Movie Review: “Anna Karenina”

3starsThe new “Anna Karenina” is as regal, romantic and tragic as ever. The Tolstoy tale of a bored wife and doting mother martyred by her scandalous love for a rakish cavalry officer in Imperial Russia is a perfect period vehicle for Keira Knightley, who always brings a chest-heaving sexuality to such pieces — even the austere understated romances of Jane Austen.

But her reunion with her “Pride & Prejudice” director Joe Wright has been stage-managed by the great playwright and screenwriter Tom Stoppard. And he’s given Tolstoy something no earlier screen version could claim — playfulness.

Stoppard, of “The Real Inspector Hound” and “Rosencrantz & Guildenstern are Dead,” and Wright imagine the whole of Tolstoy’s rich canvas of 1870s Russia as a stage — the many melodramatic characters in his upper-crust soap opera mere players, actors stepping into the spotlight, leaning over the footlights, or ducking backstage where the ugly “real” world of just-freed peasants and poverty live.

A stellar cast waltz through stunning sets, mixed with painted backdrops and model locomotives, some covered with snow from the pre-Soviet winters. It’s an obvious artifice that renders the over-the-top emotions and overly baroque decadence of Russia’s ruling classes, “polite society,” just a tad risible. And it’s a welcome touch.

Anna Karenina (Knightley) is lost the moment she and the preening pretty boy Count Vronsky, played here by Aaron Taylor-Johnson, exchanging his “Kick Ass” costume for fancy military dress.

“Give me back my peace,” she pants as he curls his mustache and simmers over her.

“There can be no peace between us.”

It’s wrong. It’s sinful. And as Anna’s stiff, saintly statesman-husband (Jude Law, spot on) lectures, “Sin has a price You may be sure of that.”

Anna has a sort of Emma Bovary boredom about her knuckle-cracking spouse, from his imperious ways of ordering her to bed to the fancy silver case he keeps his condoms in.

Vronsky forgets he is supposed to be smitten by young Princess Ekaterina (Alicia Vikander), younger sister to Anna’s sister in law. As reckless as he is rakish, he is catnip to Anna. Countess Lydia (Emily Watson) may lecture her than “We must cherish him, for Russia’s sake,” but Anna’s not buying it.

And even though Anna just talked her sister-in-law (Kelly Macdonald, earthy and distraught) into forgiving and taking back Anna’s wayward brother (Matthew Macfadyen, Knightley’s “Pride & Prejudice” co-star), she tumbles into an affair that will be her ruin. Will she be forgiven, taken back and “saved?”

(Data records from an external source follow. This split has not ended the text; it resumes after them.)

//! Common error types for the Tether endpoint engine.

use std::fmt;

use miette::Diagnostic;
use thiserror::Error;

/// Result type alias using [`TetherError`].
pub type TetherResult<T> = Result<T, TetherError>;

/// How a failed step affects the surrounding lifecycle.
#[derive(Debug, Clone, Copy, PartialEq, Eq)]
pub enum Severity {
    /// The failure aborts the remaining sequence and is reported to the caller.
    Fatal,
    /// The failure is logged and the sequence continues.
    BestEffort,
}

impl fmt::Display for Severity {
    fn fmt(&self, f: &mut fmt::Formatter<'_>) -> fmt::Result {
        match self {
            Self::Fatal => write!(f, "fatal"),
            Self::BestEffort => write!(f, "best-effort"),
        }
    }
}

/// Errors raised while attaching or detaching container endpoints.
#[derive(Error, Diagnostic, Debug)]
pub enum TetherError {
    /// The kernel rejected a new link (name collision, namespace limits).
    #[error("Failed to create link {name}: {message}")]
    #[diagnostic(code(tether::link::create))]
    LinkCreation {
        /// Link that could not be created.
        name: String,
        /// Underlying failure.
        message: String,
    },

    /// Changing link master, state, hairpin, address or a neighbor entry failed.
    #[error("Failed to update link {name}: {message}")]
    #[diagnostic(code(tether::link::mutate))]
    LinkMutation {
        /// Link being updated.
        name: String,
        /// Underlying failure.
        message: String,
    },

    /// Moving or renaming an interface inside a namespace failed.
    #[error("Namespace operation on {name} failed: {message}")]
    #[diagnostic(
        code(tether::netns),
        help("Check that the namespace handle is still valid and the interface is not busy")
    )]
    Namespace {
        /// Interface being moved or renamed.
        name: String,
        /// Underlying failure.
        message: String,
    },

    /// Inserting, appending or deleting a packet-filter rule failed.
    #[error("Failed to install rule in {table}/{chain}: {message}")]
    #[diagnostic(code(tether::rule::install))]
    RuleInstall {
        /// Filter table.
        table: String,
        /// Filter chain.
        chain: String,
        /// Underlying failure.
        message: String,
    },

    /// Listing or checking packet-filter rules failed.
    #[error("Failed to query rules in {table}/{chain}: {message}")]
    #[diagnostic(code(tether::rule::query))]
    RuleQuery {
        /// Filter table.
        table: String,
        /// Filter chain.
        chain: String,
        /// Underlying failure.
        message: String,
    },

    /// A CIDR, IP or MAC string could not be parsed.
    #[error("Invalid address {value}: {message}")]
    #[diagnostic(code(tether::address::parse))]
    AddressParse {
        /// The rejected input.
        value: String,
        /// Parser message.
        message: String,
    },

    /// The object being created is already present.
    #[error("Already exists: {what}")]
    #[diagnostic(code(tether::exists))]
    AlreadyExists {
        /// Description of the existing object.
        what: String,
    },

    /// An external command exited unsuccessfully.
    #[error("Command `{command}` failed (exit code {code:?}): {stderr}")]
    #[diagnostic(code(tether::command))]
    Command {
        /// Full command line.
        command: String,
        /// Exit code, if the process exited normally.
        code: Option<i32>,
        /// Captured standard error.
        stderr: String,
    },

    /// Invalid endpoint ID format.
    #[error("Invalid endpoint ID: {id}")]
    #[diagnostic(
        code(tether::endpoint::invalid_id),
        help("Endpoint IDs must be alphanumeric with '-', '_' or '.', 1-128 characters")
    )]
    InvalidEndpointId {
        /// The invalid endpoint ID.
        id: String,
    },

    /// Configuration error.
    #[error("Configuration error: {message}")]
    #[diagnostic(code(tether::config))]
    Config {
        /// The error message.
        message: String,
    },

    /// I/O error.
    #[error("I/O error: {0}")]
    #[diagnostic(code(tether::io))]
    Io(#[from] std::io::Error),

    /// Serialization error.
    #[error("Serialization error: {0}")]
    #[diagnostic(code(tether::serialization))]
    Serialization(String),

    /// A lifecycle step failed; carries the step name and its severity.
    #[error("{operation} failed ({severity}): {source}")]
    #[diagnostic(code(tether::step))]
    Step {
        /// Name of the failed lifecycle step.
        operation: &'static str,
        /// Severity the policy assigned to the step.
        severity: Severity,
        /// The underlying failure.
        #[source]
        source: Box<TetherError>,
    },
}

impl TetherError {
    /// Build an [`TetherError::AddressParse`] from any displayable parser error.
    pub fn address(value: impl Into<String>, err: impl fmt::Display) -> Self {
        Self::AddressParse {
            value: value.into(),
            message: err.to_string(),
        }
    }

    /// Severity attached to this error. Errors raised outside a lifecycle step are fatal.
    #[must_use]
    pub fn severity(&self) -> Severity {
        match self {
            Self::Step { severity, .. } => *severity,
            _ => Severity::Fatal,
        }
    }

    /// Returns true if the error reports an object that already exists.
    #[must_use]
    pub fn is_already_exists(&self) -> bool {
        match self {
            Self::AlreadyExists { .. } => true,
            Self::Step { source, .. } => source.is_already_exists(),
            Self::Command { stderr, .. } => stderr.to_lowercase().contains("file exists"),
            _ => false,
        }
    }

    /// Unwrap [`TetherError::Step`] layers down to the originating error.
    #[must_use]
    pub fn root(&self) -> &TetherError {
        match self {
            Self::Step { source, .. } => source.root(),
            other => other,
        }
    }
}

impl From<serde_json::Error> for TetherError {
    fn from(err: serde_json::Error) -> Self {
        TetherError::Serialization(err.to_string())
    }
}

impl From<toml::de::Error> for TetherError {
    fn from(err: toml::de::Error) -> Self {
        TetherError::Config {
            message: err.to_string(),
        }
    }
}

impl From<ipnet::AddrParseError> for TetherError {
    fn from(err: ipnet::AddrParseError) -> Self {
        TetherError::AddressParse {
            value: String::new(),
            message: err.to_string(),
        }
    }
}

#[cfg(test)]
mod tests {
    use super::*;

    #[test]
    fn error_display() {
        let err = TetherError::LinkCreation {
            name: "vth0".to_string(),
            message: "File exists".to_string(),
        };
        assert_eq!(err.to_string(), "Failed to create link vth0: File exists");
    }

    #[test]
    fn error_from_io() {
        let io_err = std::io::Error::new(std::io::ErrorKind::NotFound, "file not found");
        let err: TetherError = io_err.into();
        assert!(matches!(err, TetherError::Io(_)));
    }

    #[test]
    fn step_carries_severity() {
        let err = TetherError::Step {
            operation: "set link master",
            severity: Severity::Fatal,
            source: Box::new(TetherError::LinkMutation {
                name: "vth0".to_string(),
                message: "no such device".to_string(),
            }),
        };
        assert_eq!(err.severity(), Severity::Fatal);
        assert!(matches!(err.root(), TetherError::LinkMutation { .. }));
    }

    #[test]
    fn bare_errors_are_fatal() {
        let err = TetherError::Config {
            message: "bad".to_string(),
        };
        assert_eq!(err.severity(), Severity::Fatal);
    }

    #[test]
    fn already_exists_detection() {
        let err = TetherError::Command {
            command: "ip addr add".to_string(),
            code: Some(2),
            stderr: "RTNETLINK answers: File exists".to_string(),
        };
        assert!(err.is_already_exists());
        assert!(
            TetherError::AlreadyExists {
                what: "address".to_string()
            }
            .is_already_exists()
        );
    }
}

Every “Karenina” is a product of its times, and Wright and Stoppard take pains to “see” the people the nobility do not — the rail worker killed in an early scene, assorted peasant fieldworkers, servants and the like. In trimming the bulky book, Stoppard makes sure to include the alcoholic pre-Revolution revolutionary (David Wilmot), brother to the sensitive rich-man-of-the-people Constantin (Domhnall Gleeson), who is the noble suitor Ekaterina (Kitty) rejects for Vronsky.

Knightley and Johnson, dolled up so that he looks like a younger Jonathan Rhys-Myers here, have a certain chemistry, but the icy parameters of a stale marriage were never more vividly captured than in the Law’s scenes with the title character. Count Karenin has a sort of compassionate severity that Law, who would have made quite the Vronsky himself ten years ago, ably translates.

It’s an over-familiar story, thanks to the many big and small screen versions of it over the years. But this “Karenina,” from its dancers-frozen-in-place waltzes to the pubic whispers that play like shouted indiscretions, reminds us that all the great period romances weren’t written by Ms. Austen, or even written in English.

 

 

MPAA Rating: R for some sexuality and violence

Cast: Keira Knightley, Jude Law, Aaron Taylor-Johnson, Kelly MacDonald, Matthew Macfadyen, Domhnall Gleeson, Emily Watson, Shirley Henderson.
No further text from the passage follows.